One of her other thoughtful conversations had led to a discovery of a secret garden; at least that’s how it sank in my mind and made its home. As a volunteer in a medical setting, she’d spoken with a man who was dying.

He had no family to place him somewhere after he died, or visit his grave for that matter. But he had discovered, through a long, tangled trail, the U-M’s anatomical donation program. Leaving his body for use in education and research offered him a final resting place with intentionality. In the program, after the body has fulfilled its mission and is cremated, unless a family takes the remains for private burial, the ashes are interred and marked with a plaque at a local cemetery along with other donors.

“I’ll have a place I belong after I die,” he told my friend with a note of relief in his voice, like someone had carried away a burden. My friend told this story with such wonder, I couldn’t help but feel some of this man’s relief myself.

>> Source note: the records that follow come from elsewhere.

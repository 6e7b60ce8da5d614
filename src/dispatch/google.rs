//! Google measurement-protocol adapter.
//!
//! Events post to `/mp/collect` with the measurement id and API secret as
//! query parameters; the EU-region base is selected by the router from the
//! shop's stored region config. The test environment posts to the
//! validation-only `/debug/mp/collect` endpoint, which never reaches
//! production reporting.

use serde_json::json;

use super::{AdapterInput, PreparedRequest, PrepareError, require};
use crate::shop::Environment;
use crate::types::EventType;

fn event_name(event_type: EventType) -> &'static str {
    match event_type {
        EventType::Purchase => "purchase",
        EventType::BeginCheckout => "begin_checkout",
        EventType::AddToCart => "add_to_cart",
        EventType::PageView => "page_view",
    }
}

pub(super) fn prepare(input: &AdapterInput<'_>) -> Result<PreparedRequest, PrepareError> {
    let credentials = &input.settings.environment.credentials;
    let measurement_id = require(&credentials.measurement_id, "measurement_id")?;
    let api_secret = require(&credentials.api_secret, "api_secret")?;

    let items: Vec<serde_json::Value> = input
        .event
        .items
        .iter()
        .map(|item| {
            json!({
                "item_id": item.product_id,
                "quantity": item.quantity,
                "price": item.price,
            })
        })
        .collect();

    // The protocol requires a client id; a stable per-event fallback keeps
    // server-originated copies (no session) acceptable.
    let client_id = input
        .event
        .session_id
        .as_deref()
        .unwrap_or(input.wire_event_id);

    let body = json!({
        "client_id": client_id,
        "events": [{
            "name": event_name(input.event.event_type),
            "params": {
                "transaction_id": input.order_key.as_str(),
                "value": input.event.total_value(),
                "currency": input.event.currency,
                "items": items,
            },
        }],
    });

    let path = match input.settings.environment.environment {
        Environment::Live => "/mp/collect",
        Environment::Test => "/debug/mp/collect",
    };

    Ok(PreparedRequest {
        endpoint: format!(
            "{}{path}?measurement_id={measurement_id}&api_secret={api_secret}",
            input.base
        ),
        headers: Vec::new(),
        body,
    })
}
//! Inbound payload parsing and batch splitting.
//!
//! Accepts a single event object or a `{"events": [...]}` batch and produces
//! [`NormalizedEvent`]s. The raw payload is untrusted and never persisted;
//! the normalizer is the only place that touches its JSON shape.

use chrono::{DateTime, Utc};
use serde::{Deserialize, Deserializer};
use thiserror::Error;

use crate::dedup;
use crate::types::{ConsentFlags, EventOrigin, EventType, LineItem, Nonce, NormalizedEvent, ShopId};

/// Hard cap on request body size.
pub const MAX_BODY_BYTES: usize = 256 * 1024;

/// Hard cap on events per batch request.
pub const MAX_BATCH_LEN: usize = 50;

/// Hard cap on line items per event.
pub const MAX_LINE_ITEMS: usize = 250;

/// Request-level parse failures (reject the whole request).
#[derive(Debug, Error)]
pub enum ParseError {
    #[error("malformed JSON: {0}")]
    Json(#[from] serde_json::Error),

    #[error("batch of {len} events exceeds the limit of {max}")]
    BatchTooLarge { len: usize, max: usize },

    #[error("batch contains no events")]
    EmptyBatch,
}

/// Per-event validation failures (partial-success model in batches).
#[derive(Debug, Error, PartialEq)]
pub enum ValidationError {
    #[error("unknown event type: {0}")]
    UnknownEventType(String),

    #[error("event has no timestamp")]
    MissingTimestamp,

    #[error("event has {len} line items, limit is {max}")]
    TooManyItems { len: usize, max: usize },
}

/// One raw inbound event, as sent on the wire.
#[derive(Debug, Clone, Deserialize)]
#[serde(rename_all = "camelCase")]
pub struct InboundEvent {
    pub event_name: String,
    #[serde(default, deserialize_with = "deserialize_timestamp")]
    pub timestamp: Option<DateTime<Utc>>,
    #[serde(default)]
    pub shop_domain: Option<String>,
    #[serde(default)]
    pub consent: ConsentFlags,
    #[serde(default)]
    pub data: InboundData,
    #[serde(default)]
    pub nonce: Option<String>,
}

/// The `data` block of an inbound event.
#[derive(Debug, Clone, Default, Deserialize)]
#[serde(rename_all = "camelCase")]
pub struct InboundData {
    /// Numeric id or a platform global-id string.
    #[serde(default)]
    pub order_id: Option<serde_json::Value>,
    #[serde(default)]
    pub checkout_token: Option<String>,
    #[serde(default)]
    pub session_id: Option<String>,
    #[serde(default)]
    pub value: Option<f64>,
    #[serde(default)]
    pub currency: Option<String>,
    #[serde(default)]
    pub items: Vec<LineItem>,
}

#[derive(Deserialize)]
#[serde(untagged)]
enum RawBody {
    Batch { events: Vec<InboundEvent> },
    Single(InboundEvent),
}

#[derive(Deserialize)]
#[serde(untagged)]
enum RawTimestamp {
    Epoch(i64),
    Text(String),
}

/// Accepts RFC 3339 strings and unix-epoch seconds.
fn deserialize_timestamp<'de, D>(deserializer: D) -> Result<Option<DateTime<Utc>>, D::Error>
where
    D: Deserializer<'de>,
{
    let Some(raw) = Option::<RawTimestamp>::deserialize(deserializer)? else {
        return Ok(None);
    };
    match raw {
        RawTimestamp::Epoch(secs) => Ok(DateTime::from_timestamp(secs, 0)),
        RawTimestamp::Text(text) => Ok(DateTime::parse_from_rfc3339(&text)
            .ok()
            .map(|dt| dt.with_timezone(&Utc))),
    }
}

/// Parses a request body into individual inbound events.
pub fn parse_payload(bytes: &[u8]) -> Result<Vec<InboundEvent>, ParseError> {
    let events = match serde_json::from_slice::<RawBody>(bytes)? {
        RawBody::Batch { events } => events,
        RawBody::Single(event) => vec![event],
    };

    if events.is_empty() {
        return Err(ParseError::EmptyBatch);
    }
    if events.len() > MAX_BATCH_LEN {
        return Err(ParseError::BatchTooLarge {
            len: events.len(),
            max: MAX_BATCH_LEN,
        });
    }
    Ok(events)
}

/// Normalizes one inbound event into the uniform internal shape.
pub fn normalize(
    inbound: InboundEvent,
    shop: &ShopId,
    origin: EventOrigin,
) -> Result<NormalizedEvent, ValidationError> {
    let event_type = EventType::parse(&inbound.event_name)
        .ok_or_else(|| ValidationError::UnknownEventType(inbound.event_name.clone()))?;
    let timestamp = inbound.timestamp.ok_or(ValidationError::MissingTimestamp)?;

    if inbound.data.items.len() > MAX_LINE_ITEMS {
        return Err(ValidationError::TooManyItems {
            len: inbound.data.items.len(),
            max: MAX_LINE_ITEMS,
        });
    }

    let order_id = match &inbound.data.order_id {
        Some(serde_json::Value::Number(n)) => n.as_u64(),
        Some(serde_json::Value::String(s)) => dedup::unwrap_order_id(s),
        _ => None,
    };

    Ok(NormalizedEvent {
        shop: shop.clone(),
        event_type,
        timestamp,
        origin,
        consent: inbound.consent,
        order_id,
        checkout_token: inbound.data.checkout_token,
        session_id: inbound.data.session_id,
        value: inbound.data.value,
        currency: inbound.data.currency,
        items: inbound.data.items,
        nonce: inbound.nonce.filter(|n| !n.is_empty()).map(Nonce::new),
    })
}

We hear more about organ donation, no doubt because it offers such an immediate sense of lifesaving action. I think our societal discussions reflect that we’re more comfortable with that process; donating one’s body for educational purposes is less talked about, yet occurs more frequently: according to the federal Health Resources and Services Administration, in 2018 organs were harvested from almost 11,000 people after death. No federal agency is charged with keeping track of whole-body donations, but researchers estimate that currently there are about 20,000 per year. The numbers are a bit complicated though; some research groups allow for both whole body and organ donation when possible.

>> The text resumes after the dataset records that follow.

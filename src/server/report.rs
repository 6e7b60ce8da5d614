//! Reconciliation report endpoint.
//!
//! Optional `from`/`to` query parameters (RFC 3339) scope the report to a
//! time window; omitting both reconciles everything on record.

use axum::extract::{Path, Query, State};
use axum::http::{HeaderMap, StatusCode};
use axum::response::{IntoResponse, Response};
use axum::Json;
use serde_json::json;
use tracing::warn;

use super::AppState;
use crate::reconcile::{self, DEFAULT_DELAY_THRESHOLD, TimeWindow};
use crate::shop::ShopError;
use crate::types::ShopId;

pub async fn reconciliation_handler(
    State(state): State<AppState>,
    Path(shop): Path<String>,
    Query(window): Query<TimeWindow>,
    headers: HeaderMap,
) -> Response {
    if !super::authorized(&headers, state.admin_secrets()) {
        return (StatusCode::UNAUTHORIZED, Json(json!({"error": "unauthorized"}))).into_response();
    }

    let record = match state.pipeline().resolver().resolve(&shop).await {
        Ok(record) => record,
        Err(ShopError::Unknown(_) | ShopError::Inactive(_)) => {
            return (
                StatusCode::NOT_FOUND,
                Json(json!({"error": format!("no active shop: {shop}")})),
            )
                .into_response();
        }
        Err(err) => {
            warn!(shop, error = %err, "shop record unreadable");
            return (
                StatusCode::INTERNAL_SERVER_ERROR,
                Json(json!({"error": err.to_string()})),
            )
                .into_response();
        }
    };

    let shop_id = ShopId::new(shop);
    let orders = match reconcile::load_orders(state.data_dir(), &shop_id) {
        Ok(orders) => orders,
        Err(err) => {
            warn!(shop = %shop_id, error = %err, "order snapshot unreadable");
            return (
                StatusCode::INTERNAL_SERVER_ERROR,
                Json(json!({"error": err.to_string()})),
            )
                .into_response();
        }
    };
    let attempts = match state.pipeline().ledger().read_attempts(&shop_id) {
        Ok(attempts) => attempts,
        Err(err) => {
            return (
                StatusCode::INTERNAL_SERVER_ERROR,
                Json(json!({"error": err.to_string()})),
            )
                .into_response();
        }
    };

    let report = reconcile::reconcile(
        &shop_id,
        &orders,
        &attempts,
        &record.configured_platforms(),
        window,
        DEFAULT_DELAY_THRESHOLD,
    );
    (StatusCode::OK, Json(report)).into_response()
}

The appeal for whole-body donation is also complicated. For this donor, anatomical donation spoke to his need to belong somewhere–to be honored and marked at his death in the way a family traditionally might. Many make the choice for financial reasons–depending on the program, cremation and memorial costs are absorbed by the research group. Donors who’ve suffered disease may hope their body could pave the way to a discovery that rescues others from the same road. It provides a “reason,” a point to all the madness, something good to come out of the trauma.

As I looked into the program at the U-M Medical School, I discovered that their “Gift of Knowledge Program” has an annual memorial service at Rackham to honor donors. In addition to family and friends it is open to the public and usually has about 1,000 attendees. Med students attend in their white coats and bring flowers to honor those that helped them learn first-hand the structure of a hand, or the ways a stroke can impact brain cells. Finally, the cremated remains of donors that are not returned to family for private burial are given rest at Washtenong Memorial Park, a cemetery off Whitmore Lake Road, with plaques to memorialize them.

I can see why this program brought some sense of completeness to the dying man. But was surprised at the degree to which it brought a sense of security to my own aging understanding of death and where I might end up.

His story became a secret garden for me because it entails the layers of a revolving community–a healthy mix of Michigan soil and out-of-towners, just like Ann Arbor–that is surrounded by old institutional walls.

Finally, I find satisfaction in understanding that where I end up isn’t entirely up to me–that how we handle our dead has an implicit “we” in the cycle. His story was handed to me like a baton by a thoughtful friend who grew up around here and has become a life-long connection for this Ann Arbor transplant. This man is not alone because one caring person heard his story and passed it on–we’re all part of honoring his memory. It helped me understand that the loneliness of death is handled by a reverberating, creative society always pointing outside itself to what comes next.